Was wäre aus Ihrer Sicht die Alternative zu nationalen Champions?
Besser wären Banken, die tatsächlich europaweit aktiv sind, damit sie dem gemeinsamen Ordnungsrahmen der Bankenunion unterworfen sind und auch aus dem Markt ausscheiden können. Eine enge Anbindung an einzelne Staaten gäbe es nicht und damit auch keine Abhängigkeit von Staatsfinanzen. Bisher gibt es das aber noch kaum. Hier ist die Politik gefordert, denn im Euroraum bestehen noch unterschiedliche Rechtsrahmen, etwa beim Insolvenzrecht. Letztlich schützen die unterschiedlichen Gesetzeslagen die nationalen Player in der Bankenbranche. Auch die nationalen Aufsichtsbehörden sind ein Faktor, der die nationalen Banken stärkt. In der Krise gab es beispielsweise die Auflage der nationalen Aufseher, Liquidität im Heimatmarkt zu konzentrieren. Tatsächlich europäisch aktive Banken würde auch für eine Diversifikation sorgen: Die Risikokonzentration würde reduziert. Außerdem würden sich die Investitionsbedingungen grenzüberschreitend in Europa verbessern, was die weitere Integration der Wirtschaft begünstigen würde.

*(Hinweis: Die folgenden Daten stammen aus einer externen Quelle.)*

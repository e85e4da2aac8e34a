//! Device response interpretation.
//!
//! Responses are interpreted through the dictionary's response mapping:
//! success detection, external id extraction, and list parsing all walk
//! dot-separated paths over the parsed JSON body. Only a top-level body
//! parse failure on an otherwise successful response is an error; any
//! deeper miss degrades to `None`/omitted.

use std::collections::BTreeMap;

use regex::Regex;
use serde::Serialize;
use serde_json::Value;
use tracing::warn;

use vnf_dictionary::{OperationDefinition, ResponseMapping};

use crate::client::BrokerResponse;
use crate::error::{BrokerError, BrokerResult};

/// One actual rule present on a device, parsed from a list response.
#[derive(Debug, Clone, PartialEq, Eq, Serialize)]
pub struct DeviceRule {
    /// Vendor-assigned id, when the item mapping exposes one.
    pub external_id: Option<String>,
    /// The service this rule belongs to.
    pub service_name: String,
    /// Item fields resolved through the per-item path mappings.
    pub properties: BTreeMap<String, String>,
}

/// Item-path key conventionally holding the vendor-assigned id.
const EXTERNAL_ID_FIELD: &str = "externalId";

/// Decides whether a response indicates success for an operation.
///
/// HTTP operations compare the status against the mapping's success code
/// (any 2xx when no mapping is declared). CLI operations match the
/// operation's success pattern against the body, and count as successful
/// when no pattern is declared.
pub fn is_success(response: &BrokerResponse, operation: &OperationDefinition) -> bool {
    if operation.is_cli() {
        return match operation.success_pattern.as_deref() {
            Some(pattern) => match Regex::new(pattern) {
                Ok(re) => re.is_match(&response.body),
                Err(e) => {
                    warn!(pattern, error = %e, "invalid success pattern, treating as no match");
                    false
                }
            },
            None => response.is_2xx(),
        };
    }

    match &operation.response_mapping {
        Some(mapping) => response.status == mapping.success_code,
        None => response.is_2xx(),
    }
}

/// Parses the response body as JSON.
///
/// This is the only interpretation step that can fail; callers invoke it
/// when the dictionary promises structure in the body (an id path or a
/// list path).
pub fn parse_body(response: &BrokerResponse) -> BrokerResult<Value> {
    serde_json::from_str(&response.body)
        .map_err(|e| BrokerError::response_parse(format!("body is not valid JSON: {e}")))
}

/// Walks a dot-separated path over a JSON value.
///
/// Returns `None` on any missing segment instead of failing.
fn walk_path<'a>(value: &'a Value, path: &str) -> Option<&'a Value> {
    let mut current = value;
    for segment in path.split('.') {
        current = current.get(segment)?;
    }
    Some(current)
}

/// Renders a JSON leaf as its string form; objects and arrays have no
/// scalar form and yield `None`.
fn value_to_string(value: &Value) -> Option<String> {
    match value {
        Value::String(s) => Some(s.clone()),
        Value::Number(n) => Some(n.to_string()),
        Value::Bool(b) => Some(b.to_string()),
        _ => None,
    }
}

/// Extracts the vendor-assigned external id from a parsed response body.
pub fn extract_external_id(body: &Value, mapping: &ResponseMapping) -> Option<String> {
    let path = mapping.id_path.as_deref()?;
    walk_path(body, path).and_then(value_to_string)
}

/// Best-effort error message extraction.
///
/// Looks for the conventional `error` then `message` fields in a JSON
/// body; falls back to the status line.
pub fn extract_error_message(response: &BrokerResponse) -> String {
    if let Ok(body) = serde_json::from_str::<Value>(&response.body) {
        for field in ["error", "message"] {
            if let Some(message) = body.get(field).and_then(value_to_string) {
                return message;
            }
        }
    }
    format!("status {}", response.status)
}

/// Parses a list response into the rules actually present on the device.
///
/// Walks the mapping's list path to an array, then resolves each item's
/// fields through the per-item paths. A missing list path or a non-array
/// node yields an empty list; individual field misses are omitted from the
/// item's properties.
pub fn parse_list_response(
    response: &BrokerResponse,
    operation: &OperationDefinition,
    service_name: &str,
) -> BrokerResult<Vec<DeviceRule>> {
    let Some(mapping) = &operation.response_mapping else {
        return Ok(Vec::new());
    };
    let Some(list_path) = mapping.list_path.as_deref() else {
        return Ok(Vec::new());
    };

    let body = parse_body(response)?;

    let items = match walk_path(&body, list_path) {
        Some(Value::Array(items)) => items,
        Some(_) => {
            warn!(list_path, "list path does not resolve to an array");
            return Ok(Vec::new());
        }
        None => return Ok(Vec::new()),
    };

    let rules = items
        .iter()
        .map(|item| {
            let mut properties = BTreeMap::new();
            for (field, path) in &mapping.item_paths {
                if let Some(value) = walk_path(item, path).and_then(value_to_string) {
                    properties.insert(field.clone(), value);
                }
            }
            let external_id = properties.get(EXTERNAL_ID_FIELD).cloned();
            DeviceRule {
                external_id,
                service_name: service_name.to_string(),
                properties,
            }
        })
        .collect();

    Ok(rules)
}

#[cfg(test)]
mod tests {
    use super::*;
    use pretty_assertions::assert_eq;
    use vnf_dictionary::DictionaryParser;

    fn response(status: u16, body: &str) -> BrokerResponse {
        BrokerResponse {
            status,
            body: body.to_string(),
            latency_ms: 5,
            correlation_id: "corr-1".to_string(),
        }
    }

    fn operation(yaml: &str, service: &str, op: &str) -> OperationDefinition {
        DictionaryParser::default()
            .parse(yaml)
            .unwrap()
            .operation(service, op)
            .unwrap()
            .clone()
    }

    const DICT: &str = r#"
services:
  firewall:
    create:
      method: POST
      endpoint: /rules
      responseMapping:
        successCode: 201
        idPath: data.rule.id
    list:
      method: GET
      endpoint: /rules
      responseMapping:
        listPath: data.rules
        item:
          externalId: id
          sourceCidr: match.src
          action: verdict
  nat:
    create:
      method: SSH
      endpoint: set nat rule
      successPattern: "applied|OK"
    flush:
      method: SSH
      endpoint: flush nat
"#;

    #[test]
    fn test_is_success_http_uses_mapping_code() {
        let op = operation(DICT, "firewall", "create");
        assert!(is_success(&response(201, "{}"), &op));
        assert!(!is_success(&response(200, "{}"), &op));
        assert!(!is_success(&response(500, "{}"), &op));
    }

    #[test]
    fn test_is_success_defaults_to_2xx_without_mapping() {
        let yaml = "services:\n  firewall:\n    ping:\n      method: GET\n      endpoint: /ping\n";
        let op = operation(yaml, "firewall", "ping");
        assert!(is_success(&response(200, ""), &op));
        assert!(is_success(&response(204, ""), &op));
        assert!(!is_success(&response(404, ""), &op));
    }

    #[test]
    fn test_is_success_cli_matches_pattern() {
        let op = operation(DICT, "nat", "create");
        assert!(is_success(&response(200, "rule applied"), &op));
        assert!(is_success(&response(200, "OK"), &op));
        assert!(!is_success(&response(200, "syntax error"), &op));
    }

    #[test]
    fn test_is_success_cli_without_pattern() {
        let op = operation(DICT, "nat", "flush");
        assert!(is_success(&response(200, "anything"), &op));
        assert!(!is_success(&response(502, "anything"), &op));
    }

    #[test]
    fn test_extract_external_id() {
        let op = operation(DICT, "firewall", "create");
        let mapping = op.response_mapping.as_ref().unwrap();

        let body: Value =
            serde_json::from_str(r#"{"data": {"rule": {"id": "fw-991"}}}"#).unwrap();
        assert_eq!(extract_external_id(&body, mapping), Some("fw-991".to_string()));

        // Numeric ids are stringified.
        let body: Value = serde_json::from_str(r#"{"data": {"rule": {"id": 991}}}"#).unwrap();
        assert_eq!(extract_external_id(&body, mapping), Some("991".to_string()));

        // Any missing segment degrades to None.
        let body: Value = serde_json::from_str(r#"{"data": {}}"#).unwrap();
        assert_eq!(extract_external_id(&body, mapping), None);
    }

    #[test]
    fn test_parse_body_failure() {
        let err = parse_body(&response(200, "<html>oops</html>")).unwrap_err();
        assert!(matches!(err, BrokerError::ResponseParse { .. }));
    }

    #[test]
    fn test_extract_error_message() {
        assert_eq!(
            extract_error_message(&response(400, r#"{"error": "bad cidr"}"#)),
            "bad cidr"
        );
        assert_eq!(
            extract_error_message(&response(400, r#"{"message": "nope"}"#)),
            "nope"
        );
        assert_eq!(extract_error_message(&response(502, "not json")), "status 502");
    }

    #[test]
    fn test_parse_list_response() {
        let op = operation(DICT, "firewall", "list");
        let body = r#"{
            "data": {
                "rules": [
                    {"id": "fw-1", "match": {"src": "10.0.0.0/24"}, "verdict": "allow"},
                    {"id": "fw-2", "match": {}, "verdict": "deny"}
                ]
            }
        }"#;

        let rules = parse_list_response(&response(200, body), &op, "firewall").unwrap();
        assert_eq!(rules.len(), 2);

        assert_eq!(rules[0].external_id.as_deref(), Some("fw-1"));
        assert_eq!(rules[0].service_name, "firewall");
        assert_eq!(
            rules[0].properties.get("sourceCidr").map(String::as_str),
            Some("10.0.0.0/24")
        );
        assert_eq!(
            rules[0].properties.get("action").map(String::as_str),
            Some("allow")
        );

        // Deep miss omits the field instead of failing.
        assert_eq!(rules[1].properties.get("sourceCidr"), None);
        assert_eq!(rules[1].external_id.as_deref(), Some("fw-2"));
    }

    #[test]
    fn test_parse_list_missing_path_is_empty() {
        let op = operation(DICT, "firewall", "list");
        let rules =
            parse_list_response(&response(200, r#"{"data": {}}"#), &op, "firewall").unwrap();
        assert!(rules.is_empty());
    }

    #[test]
    fn test_parse_list_invalid_body_is_error() {
        let op = operation(DICT, "firewall", "list");
        let err = parse_list_response(&response(200, "not json"), &op, "firewall").unwrap_err();
        assert!(matches!(err, BrokerError::ResponseParse { .. }));
    }

    #[test]
    fn test_parse_list_without_mapping_is_empty() {
        let yaml = "services:\n  firewall:\n    list:\n      method: GET\n      endpoint: /rules\n";
        let op = operation(yaml, "firewall", "list");
        let rules = parse_list_response(&response(200, "[]"), &op, "firewall").unwrap();
        assert!(rules.is_empty());
    }
}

Der Vorsitzende der Deutschen Bank hat von einer zunehmend nationalen Ausrichtung der deutschen Wirtschaftspolitik gesprochen. Wie bewerten Sie das?
Im Bankenbereich ist das sicherlich der Fall. Insgesamt würde ich aber nicht von einer zunehmenden Nationalisierung der Wirtschaftspolitik sprechen. Für Deutschland halte ich dies auch für eher unwahrscheinlich, weil die Wirtschaft stark exportorientiert ist. In anderen Ländern könnte diese Position aber an Stärke gewinnen und so versuchen, Wettbewerbsnachteile wettzumachen. Starke, nationale Banken sind ein Bestandteil dieser Strategie. Das ist keine gute Entwicklung.
Jan Pieter Krahnen ist Professor für Finance an der Goethe-Universität Frankfurt und Direktor des LOEWE-Zentrums SAFE.